Weed dispensaries in Massachusetts
Weed dispensaries in Massachusetts
Visiting a Dispensary in Massachusetts
Massachusetts is known in equal measures for its rich history, gorgeous waterfronts, numerous museums, and open cannabis culture. From the cities to the quintessential small New England towns, here’s what you need to know when looking for a medical or recreational dispensary.
The Lowdown on Massachusetts Cannabis Laws
Cannabis is legal to use for both recreational and medical use in Massachusetts. In 2008, the state first voted to decriminalize less than an ounce of marijuana and reduced fines to just $100 under the Massachusetts Sensible Marijuana Policy Initiative. In 2012, the Massachusetts Medical Marijuana Initiative was passed, making it legal for those who had a state issued registration card to purchase cannabis for medical benefit.In 2016, the state formally made recreational cannabis legal with the passing of ballot Question 4, and the final bill was enacted in 2017 through bill H 3818.

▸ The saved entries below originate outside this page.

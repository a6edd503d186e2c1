// SPDX-License-Identifier: AGPL-3.0-or-later
//
// Copyright (C) 2026 Relational Network

//! # Launch Dispatcher
//!
//! Runs the deposit/withdraw pipeline after the request that created (or
//! retried) a launch has returned. Handlers call [`LaunchDispatcher::dispatch`],
//! which never waits: jobs go into a bounded queue consumed by a single
//! [`DispatchWorker`] that spawns one execution per job.
//!
//! A full queue drops the job with a warning. The launch stays in
//! `deposit_pending` and the sweeper picks it up on its next pass.

use std::sync::Arc;

use tokio::sync::mpsc::{self, error::TrySendError};
use tokio::task::JoinSet;
use tokio_util::sync::CancellationToken;
use tracing::{error, info, warn};

use super::engine::LaunchEngine;
use super::error::LaunchError;

/// Default capacity of the job queue.
pub const DEFAULT_QUEUE_CAPACITY: usize = 256;

/// A request to run the pipeline for one launch.
#[derive(Debug, Clone, PartialEq, Eq)]
pub struct LaunchJob {
    pub launch_id: String,
    pub owner_user_id: String,
}

/// Non-blocking handle for queueing launch executions.
#[derive(Clone)]
pub struct LaunchDispatcher {
    tx: mpsc::Sender<LaunchJob>,
}

impl LaunchDispatcher {
    /// Create a dispatcher and the worker that drains it.
    pub fn new(engine: Arc<LaunchEngine>, capacity: usize) -> (Self, DispatchWorker) {
        let (tx, rx) = mpsc::channel(capacity.max(1));
        (Self { tx }, DispatchWorker { rx, engine })
    }

    /// Queue a job. Returns `false` if it could not be queued.
    pub fn dispatch(&self, job: LaunchJob) -> bool {
        match self.tx.try_send(job) {
            Ok(()) => true,
            Err(TrySendError::Full(job)) => {
                warn!(
                    launch_id = %job.launch_id,
                    "Launch queue full; leaving launch for the sweeper"
                );
                false
            }
            Err(TrySendError::Closed(job)) => {
                warn!(
                    launch_id = %job.launch_id,
                    "Launch worker stopped; leaving launch for the sweeper"
                );
                false
            }
        }
    }
}

/// Consumes queued jobs and executes them.
pub struct DispatchWorker {
    rx: mpsc::Receiver<LaunchJob>,
    engine: Arc<LaunchEngine>,
}

impl DispatchWorker {
    /// Run until the token is cancelled, then wait for in-flight executions.
    pub async fn run(mut self, shutdown: CancellationToken) {
        info!("Launch dispatch worker starting");
        let mut in_flight = JoinSet::new();

        loop {
            tokio::select! {
                _ = shutdown.cancelled() => break,
                job = self.rx.recv() => match job {
                    Some(job) => {
                        let engine = self.engine.clone();
                        in_flight.spawn(run_job(engine, job));
                    }
                    None => break,
                },
                Some(result) = in_flight.join_next(), if !in_flight.is_empty() => {
                    if let Err(e) = result {
                        error!(error = %e, "Launch execution task panicked");
                    }
                }
            }
        }

        info!(
            in_flight = in_flight.len(),
            "Launch dispatch worker shutting down"
        );
        while let Some(result) = in_flight.join_next().await {
            if let Err(e) = result {
                error!(error = %e, "Launch execution task panicked");
            }
        }
    }
}

async fn run_job(engine: Arc<LaunchEngine>, job: LaunchJob) {
    match engine
        .execute_launch(&job.owner_user_id, &job.launch_id)
        .await
    {
        Ok(status) => info!(
            launch_id = %job.launch_id,
            status = %status,
            "Launch execution finished"
        ),
        Err(LaunchError::DecryptionFailure) => error!(
            launch_id = %job.launch_id,
            "Launch execution aborted: custody secret could not be decrypted"
        ),
        Err(e) => warn!(
            launch_id = %job.launch_id,
            error = %e,
            "Launch execution failed"
        ),
    }
}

Recreational Cannabis Laws in Massachusetts
It’s legal for adults ages 21 and over to possess up to one ounce of cannabis and use marijuana in their homes and on private property. It’s also legal to grow up to six plants per household if one adult is living in the home, or up to 12 if there is more than one adult living in the home. Adults can have up to 10 ounces in the household at one time or more if harvested from a plant grown at home. Any plants grown cannot be visible from the street.

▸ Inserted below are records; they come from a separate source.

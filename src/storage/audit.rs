// SPDX-License-Identifier: AGPL-3.0-or-later
//
// Copyright (C) 2026 Relational Network

//! Audit logging for security-sensitive operations.
//!
//! Launch lifecycle transitions, platform wallet creation and decryption
//! failures are appended to the `audit_events` table of the ledger.

use chrono::{DateTime, Utc};
use redb::{ReadableDatabase, ReadableTable, TableDefinition};
use serde::{Deserialize, Serialize};
use utoipa::ToSchema;

use super::ledger::{Ledger, LedgerResult};

/// Composite key `timestamp_micros_be | event_id` → serialized AuditEvent.
pub(super) const AUDIT_EVENTS: TableDefinition<&[u8], &[u8]> =
    TableDefinition::new("audit_events");

/// Types of auditable events.
#[derive(Debug, Clone, Serialize, Deserialize, PartialEq, Eq, ToSchema)]
#[serde(rename_all = "snake_case")]
pub enum AuditEventType {
    // Wallet events
    PlatformWalletCreated,

    // Launch events
    LaunchCreated,
    DepositSubmitted,
    DepositFailed,
    LaunchFunded,
    WithdrawDeferred,
    WithdrawFailed,
    LaunchRetried,
    LaunchMarkedLaunched,

    // Custody events
    DecryptionFailed,
}

/// An audit log entry.
#[derive(Debug, Clone, Serialize, Deserialize)]
pub struct AuditEvent {
    /// Unique event ID.
    pub event_id: String,
    /// When the event occurred.
    pub timestamp: DateTime<Utc>,
    /// Type of event.
    pub event_type: AuditEventType,
    /// User who triggered the event (if known).
    pub user_id: Option<String>,
    /// Resource affected (launch id, user id).
    pub resource_id: Option<String>,
    /// Resource type (launch, platform_wallet).
    pub resource_type: Option<String>,
    /// Additional details as JSON.
    pub details: Option<serde_json::Value>,
    /// Whether the operation succeeded.
    pub success: bool,
    /// Error message if operation failed.
    pub error: Option<String>,
}

impl AuditEvent {
    /// Create a new audit event.
    pub fn new(event_type: AuditEventType) -> Self {
        Self {
            event_id: uuid::Uuid::new_v4().to_string(),
            timestamp: Utc::now(),
            event_type,
            user_id: None,
            resource_id: None,
            resource_type: None,
            details: None,
            success: true,
            error: None,
        }
    }

    /// Set the user ID.
    pub fn with_user(mut self, user_id: impl Into<String>) -> Self {
        self.user_id = Some(user_id.into());
        self
    }

    /// Set the resource.
    pub fn with_resource(
        mut self,
        resource_type: impl Into<String>,
        resource_id: impl Into<String>,
    ) -> Self {
        self.resource_type = Some(resource_type.into());
        self.resource_id = Some(resource_id.into());
        self
    }

    /// Add details.
    pub fn with_details(mut self, details: serde_json::Value) -> Self {
        self.details = Some(details);
        self
    }

    /// Mark as failed with error message.
    pub fn failed(mut self, error: impl Into<String>) -> Self {
        self.success = false;
        self.error = Some(error.into());
        self
    }

    fn key(&self) -> Vec<u8> {
        let micros = self.timestamp.timestamp_micros() as u64;
        let mut key = Vec::with_capacity(8 + self.event_id.len());
        key.extend_from_slice(&micros.to_be_bytes());
        key.extend_from_slice(self.event_id.as_bytes());
        key
    }
}

/// Repository for audit events.
pub struct AuditRepository<'a> {
    ledger: &'a Ledger,
}

impl<'a> AuditRepository<'a> {
    /// Create a new audit repository.
    pub fn new(ledger: &'a Ledger) -> Self {
        Self { ledger }
    }

    /// Append an audit event.
    pub fn log(&self, event: &AuditEvent) -> LedgerResult<()> {
        let json = serde_json::to_vec(event)?;
        let key = event.key();

        let write_txn = self.ledger.db().begin_write()?;
        {
            let mut table = write_txn.open_table(AUDIT_EVENTS)?;
            table.insert(key.as_slice(), json.as_slice())?;
        }
        write_txn.commit()?;
        Ok(())
    }

    /// Events for one resource, oldest first.
    pub fn list_for_resource(&self, resource_id: &str) -> LedgerResult<Vec<AuditEvent>> {
        let read_txn = self.ledger.db().begin_read()?;
        let table = read_txn.open_table(AUDIT_EVENTS)?;

        let mut events = Vec::new();
        for entry in table.iter()? {
            let (_, value) = entry?;
            let event: AuditEvent = serde_json::from_slice(value.value())?;
            if event.resource_id.as_deref() == Some(resource_id) {
                events.push(event);
            }
        }
        Ok(events)
    }
}

#[cfg(test)]
mod tests {
    use super::*;

    #[test]
    fn audit_event_builder() {
        let event = AuditEvent::new(AuditEventType::LaunchCreated)
            .with_user("user-123")
            .with_resource("launch", "launch-456")
            .with_details(serde_json::json!({"amount_wei": "50000000000000000"}));

        assert_eq!(event.event_type, AuditEventType::LaunchCreated);
        assert_eq!(event.user_id, Some("user-123".to_string()));
        assert_eq!(event.resource_type, Some("launch".to_string()));
        assert_eq!(event.resource_id, Some("launch-456".to_string()));
        assert!(event.success);
    }

    #[test]
    fn failed_event() {
        let event = AuditEvent::new(AuditEventType::WithdrawFailed).failed("relayer rejected");
        assert!(!event.success);
        assert_eq!(event.error.as_deref(), Some("relayer rejected"));
    }

    #[test]
    fn log_and_list_for_resource() {
        let dir = tempfile::tempdir().unwrap();
        let ledger = Ledger::open(&dir.path().join("audit.redb")).unwrap();
        let repo = AuditRepository::new(&ledger);

        repo.log(&AuditEvent::new(AuditEventType::LaunchCreated).with_resource("launch", "l-1"))
            .unwrap();
        repo.log(&AuditEvent::new(AuditEventType::LaunchFunded).with_resource("launch", "l-1"))
            .unwrap();
        repo.log(&AuditEvent::new(AuditEventType::LaunchCreated).with_resource("launch", "l-2"))
            .unwrap();

        let events = repo.list_for_resource("l-1").unwrap();
        assert_eq!(events.len(), 2);
        assert!(events
            .iter()
            .any(|e| e.event_type == AuditEventType::LaunchFunded));
        assert!(events.iter().all(|e| e.resource_id.as_deref() == Some("l-1")));
    }
}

Medical Cannabis Laws in Massachusetts
Patients ages 18 and over with a recognized medical condition may wish to apply for a cannabis medical card. These are available for patients and caregivers. The process is managed through the Cannabis Control Commission, which also provides connections to medical marijuana treatment centers that may offer more help for relief. Qualifying conditions include:
How to Get a Medical Marijuana Card in Massachusetts
To obtain a medical marijuana card, individuals can apply directly on the Cannabis Control Commission website and:
Create an account
Provide proof of identification (a MA driver’s license or ID card, or a U.S. passport or military ID)
Show proof of residency in the state (such as with a utility bill, marriage certificate, or property tax bill)
Provide a photo
Each person must have a written recommendation from a Certifying Health Care Provider who is recognized by the state.
Where is it Legal to Consume Cannabis in Massachusetts
Generally, cannabis cannot be smoked, eaten, or vaped in public—however, the Cannabis Control Commission (the Commission) does allow local jurisdictions to set their own rules around cafes, smoke rooms, or other social consumption locations. Make sure to check with your local town or city hall for more details.
Cannabis can be carried in a vehicle, as long as it’s in a sealed container in the trunk or in a locked glove compartment. Driving under the influence of cannabis is illegal, and neither drivers nor passengers may consume it in a vehicle.
How to Buy Cannabis at a Massachusetts Dispensary
It’s only legal to purchase cannabis from a licensed recreational dispensary in Massachusetts, which are overseen by the Commission. Dispensaries are plentiful in the state, including both in cities and in smaller towns. Dispensary hours are generally between 9am-9pm, and many offer delivery and curbside pickup.
Cannabis Taxes in Massachusetts
Massachusetts has a 10.75% excise tax on all marijuana purchases, as well as a 6.5% sales tax. Each local area is able to add up to a 3% optional tax as well, putting marijuana taxes between 17-20% throughout the state.
Taxes on the sale of cannabis go to several locations. The sales tax goes to the state’s general fund, much like any other retail tax. The excise taxes, along with any fines and fees associated with cannabis use, go to the Marijuana Regulation Fund. These funds go to support the Commission, people living in communities impacted by drugs, and to support public and behavioral health, police training, and public safety in the state.